An ad hoc country?

Published May 25, 2017
The writer is an Islamabad-based journalist.
The writer is an Islamabad-based journalist.

A RARE gathering of civilians at the army’s General Headquarters in Rawalpindi on May 18, to discuss the role of youth in battling extremism, could not have been a more timely reminder of the mounting policy gaps surrounding Pakistan. 

With a rapidly growing population of young people, Pakistan’s failure to curb the ongoing militancy and its subsequent influence on coming generations could unleash potentially far more dangerous challenges than the ones witnessed so far. Gen Qamar Bajwa, the army chief, used the GHQ event to outline the need for defeating the “deceitful message” and the “narrative” of militant groups.

And while the organisers of the event cannot be faulted for seeking to push for a badly needed consensus on one of the most pressing challenges, the event yet again threw up a centrally tough question.


We continue to roll along without a distinct road map.


Since Pakistan joined the US-led global ‘war on terror’ following 9/11, there have been a number of similar attempts to build a badly needed consensus against extremism and terrorism. Tragically however, such events, hosted by one regime after another with plenty of brainstorming, have largely failed to translate ideas in to real-life reforms. In effect, they became ‘nashistan, guftan, barkhastan’ or ‘gathering, speech and disburse’.

One of the more alarming revelations during the GHQ gathering came from former a inspector general of police Shoaib Suddle, who claimed that progress on the much-publicised National Action Plan had taken place only in three areas while many more were waiting to be addressed. Given that Pakistan continues to be run practically from week to week or month to month without a clear long-term direction, it is hardly surprising that NAP has succumbed to the ways of the present-day ruling structure.

And prospects for the future appear hardly promising in spite of frequent official claims of ‘sub achha’ (all is well). As Pakistan witnesses the build up to next year’s elections, Prime Minister Nawaz Sharif and his coterie of ministers are all too busy seeking to convince Pakistanis that their country is heading for better times. The downside risk to this is indeed that of further complacency kicking in to an already weak commitment to undertaking robust reforms.
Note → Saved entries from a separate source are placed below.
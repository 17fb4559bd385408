//! Monitor configuration.
//!
//! All knobs live in one serde-deserializable struct so a host can override
//! any subset from a JSON document while inheriting defaults for the rest.
//! The defaults reproduce the reference behavior: 300 ms shared debounce,
//! 3-character scan floor, a 10-second banner with at most 5 entries and
//! 100-character excerpts.

use serde::Deserialize;
use std::time::Duration;

use crate::page::ControlSelector;

// ---------------------------------------------------------------------------
// Defaults
// ---------------------------------------------------------------------------

/// Delay between the last keystroke and the detection pass.
const DEFAULT_DEBOUNCE_MS: u64 = 300;

/// Texts shorter than this are never scanned.
const DEFAULT_MIN_SCAN_CHARS: usize = 3;

/// How long a banner stays up without user interaction.
const DEFAULT_BANNER_TTL_MS: u64 = 10_000;

/// Maximum number of matches rendered in one banner.
const DEFAULT_BANNER_MAX_ENTRIES: usize = 5;

/// Maximum length of a rendered matched-text excerpt, in characters.
const DEFAULT_EXCERPT_CHARS: usize = 100;

// ---------------------------------------------------------------------------
// Config types
// ---------------------------------------------------------------------------

/// Top-level configuration for an [`crate::monitor::InputMonitor`].
#[derive(Debug, Clone, Deserialize)]
#[serde(default)]
pub struct MonitorConfig {
    /// Debounce delay in milliseconds. One timer is shared across all
    /// monitored elements; each keystroke anywhere resets it.
    pub debounce_ms: u64,
    /// Minimum text length (in characters) before any pattern is consulted.
    pub min_scan_chars: usize,
    /// Which kinds of text controls are eligible for monitoring.
    pub selector: ControlSelector,
    /// Warning banner settings.
    pub banner: BannerConfig,
}

/// Settings for the warning banner.
#[derive(Debug, Clone, Deserialize)]
#[serde(default)]
pub struct BannerConfig {
    /// Automatic expiry in milliseconds.
    pub ttl_ms: u64,
    /// Cap on rendered matches; the remainder becomes a "+N more" count.
    pub max_entries: usize,
    /// Cap on each rendered excerpt, in characters.
    pub excerpt_chars: usize,
}

impl Default for MonitorConfig {
    fn default() -> Self {
        Self {
            debounce_ms: DEFAULT_DEBOUNCE_MS,
            min_scan_chars: DEFAULT_MIN_SCAN_CHARS,
            selector: ControlSelector::default(),
            banner: BannerConfig::default(),
        }
    }
}

impl Default for BannerConfig {
    fn default() -> Self {
        Self {
            ttl_ms: DEFAULT_BANNER_TTL_MS,
            max_entries: DEFAULT_BANNER_MAX_ENTRIES,
            excerpt_chars: DEFAULT_EXCERPT_CHARS,
        }
    }
}

impl MonitorConfig {
    /// Debounce delay as a [`Duration`].
    pub fn debounce(&self) -> Duration {
        Duration::from_millis(self.debounce_ms)
    }
}

impl BannerConfig {
    /// Banner lifetime as a [`Duration`].
    pub fn ttl(&self) -> Duration {
        Duration::from_millis(self.ttl_ms)
    }
}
Consequently, Pakistan continues to roll along without putting in place a well-thought-out road map to a more promising future. For instance, battling extremism among the youth requires a series of bold measures in areas ranging from education to healthcare, with the promise in tandem of ensuring jobs for new graduates. But achieving this objective may indeed remain an unfulfilled dream with Sharif and his team determined to step up the pace of developing new infrastructure and transport projects.
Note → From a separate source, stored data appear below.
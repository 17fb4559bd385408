//! Error types for the pattern-loading seam.
//!
//! Loading is the only fallible operation the engine exposes; everything in
//! the live monitoring path swallows failures locally and logs them, so no
//! error type ever crosses that boundary.

use thiserror::Error;

/// Errors that can occur while fetching or compiling detection patterns.
#[derive(Error, Debug)]
pub enum PatternError {
    /// The pattern source could not be reached or read.
    #[error("pattern source unavailable: {0}")]
    Source(String),

    /// The pattern source returned data that is not a valid record list.
    #[error("malformed pattern data: {0}")]
    Parse(#[from] serde_json::Error),

    /// A single pattern's regex failed to compile.
    ///
    /// Surfaced by [`crate::patterns::compile_record`]; set-level compilation
    /// catches this per pattern, logs it, and keeps going.
    #[error("pattern '{id}' failed to compile: {source}")]
    Compile {
        id: String,
        #[source]
        source: regex::Error,
    },
}

/// Result type for pattern-loading operations.
pub type PatternResult<T> = std::result::Result<T, PatternError>;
And with the number of income tax payers remaining a distinct minority in Pakistan, there appears to be no end in sight to the ruling structure relying on a narrow band of taxpayers to run the revenue system. With the strings surrounding the national purse remaining tight, it is hard to imagine the inflow of resources for undertaking costly and imaginative new ideas for ensuring stability. Consequently, as widely reported, Sharif and his government appear determined to rely primarily on adding to the national debt by borrowing money for their pursuit of development rather than finding affluent new individuals to help fill the gap.

The disconnect between Pakistan’s most pressing needs and the government’s direction has wider repercussions too. As long as Prime Minister Sharif fails to appreciate the reality and change tack, Pakistan’s ability to protect its younger population from radical ideas will remain in doubt.
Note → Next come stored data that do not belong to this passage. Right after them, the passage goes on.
//! Network access for intercepted requests.
//!
//! ### Contract
//! - Any HTTP status is a response, including 4xx/5xx; only transport
//!   failures (DNS, refused connection, timeout, oversize body) are errors.
//! - The arbiter adds no timeout of its own; the client's configured
//!   timeout is the only bound on a slow fetch.
//!
//! ### Limits
//! - Max redirects: 5
//! - Max body bytes: 5MB (configurable)

pub mod url;

use std::time::{Duration, Instant};

use async_trait::async_trait;
use reqwest::{Client, header};
use waystation_core::{AppConfig, Error, ProxyRequest, ProxyResponse};

pub use self::url::{UrlError, resolve};

/// Something that can put a request on the wire.
#[async_trait]
pub trait Network: Send + Sync {
    /// Perform the request. Non-2xx statuses are returned as `Ok`.
    async fn fetch(&self, request: &ProxyRequest) -> Result<ProxyResponse, Error>;
}

/// Configuration for the fetch client.
#[derive(Debug, Clone)]
pub struct FetchConfig {
    /// User agent string (default: "waystation/0.1")
    pub user_agent: String,

    /// Maximum response body size in bytes (default: 5MB)
    pub max_bytes: usize,

    /// Request timeout (default: 20s)
    pub timeout: Duration,

    /// Maximum number of redirects to follow (default: 5)
    pub max_redirects: usize,
}

impl Default for FetchConfig {
    fn default() -> Self {
        Self {
            user_agent: "waystation/0.1".to_string(),
            max_bytes: 5 * 1024 * 1024,
            timeout: Duration::from_millis(20000),
            max_redirects: 5,
        }
    }
}

impl From<&AppConfig> for FetchConfig {
    fn from(config: &AppConfig) -> Self {
        Self {
            user_agent: config.user_agent.clone(),
            max_bytes: config.max_bytes,
            timeout: config.timeout(),
            ..Default::default()
        }
    }
}

fn map_transport_error(err: reqwest::Error) -> Error {
    if err.is_timeout() { Error::FetchTimeout(err.to_string()) } else { Error::Network(err.to_string()) }
}

/// reqwest-backed [`Network`].
pub struct FetchClient {
    http: Client,
    config: FetchConfig,
}

impl FetchClient {
    /// Create a new fetch client with the given configuration.
    pub fn new(config: FetchConfig) -> Result<Self, Error> {
        let http = Client::builder()
            .user_agent(&config.user_agent)
            .timeout(config.timeout)
            .redirect(reqwest::redirect::Policy::limited(config.max_redirects))
            .use_rustls_tls()
            .gzip(true)
            .brotli(true)
            .deflate(true)
            .build()
            .map_err(|e| Error::Network(format!("failed to build HTTP client: {}", e)))?;

        Ok(Self { http, config })
    }

}

#[async_trait]
impl Network for FetchClient {
    async fn fetch(&self, request: &ProxyRequest) -> Result<ProxyResponse, Error> {
        let start = Instant::now();

        let mut builder = self.http.request(request.method.clone(), request.url.clone());
        for (name, value) in &request.headers {
            builder = builder.header(name.as_str(), value.as_str());
        }
        if let Some(body) = &request.body {
            builder = builder.body(body.clone());
        }

        let response = builder.send().await.map_err(map_transport_error)?;

        if let Some(len) = response.content_length()
            && len as usize > self.config.max_bytes
        {
            return Err(Error::FetchTooLarge(format!("{} bytes exceeds {}", len, self.config.max_bytes)));
        }

        let status = response.status();
        let headers: Vec<(String, String)> = response
            .headers()
            .iter()
            .filter_map(|(name, value)| value.to_str().ok().map(|v| (name.to_string(), v.to_string())))
            .collect();

        let body = response.bytes().await.map_err(map_transport_error)?;

        if body.len() > self.config.max_bytes {
            return Err(Error::FetchTooLarge(format!("{} bytes exceeds {}", body.len(), self.config.max_bytes)));
        }

        tracing::debug!(
            method = %request.method,
            url = %request.url,
            status = status.as_u16(),
            bytes = body.len(),
            fetch_ms = start.elapsed().as_millis() as u64,
            content_type = headers
                .iter()
                .find(|(name, _)| name == header::CONTENT_TYPE.as_str())
                .map(|(_, v)| v.as_str())
                .unwrap_or(""),
            "network fetch complete"
        );

        Ok(ProxyResponse { status, headers, body })
    }
}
In sharp contrast to the days when some of Pakistan’s public-sector universities and government run hospitals stood out as model examples of a caring state, that fundamental reality of yesteryears has indeed transformed for the worst. Though there may be more universities across Pakistan today than a couple of decades ago, their ability to become centres of progressive learning has indeed changed for the worst.

Recent cases like that of Mashal Khan killed by a mob at a university in Mardan over allegations of posting blasphemous content online, or the discovery of students enrolled in higher degree programmes and found connected to militant groups, should hardly be surprising. Exactly why should the mood across higher education campuses be any different at a time when the state appears obsessed with bricks and mortar for road networks, rather than initiatives to create fertile minds?

The situation is set to become further alarming just after US President Donald Trump’s visit to Saudi Arabia and the promised large-scale delivery of arms in Pakistan’s neighborhood. Is the ground being set for another armed conflict whose fallout will spill into Pakistan? That is indeed a pertinent question. And yet, given the preference for ad hocism all around, who will give the wake-up call before its all too late again?

The writer is an Islamabad-based journalist.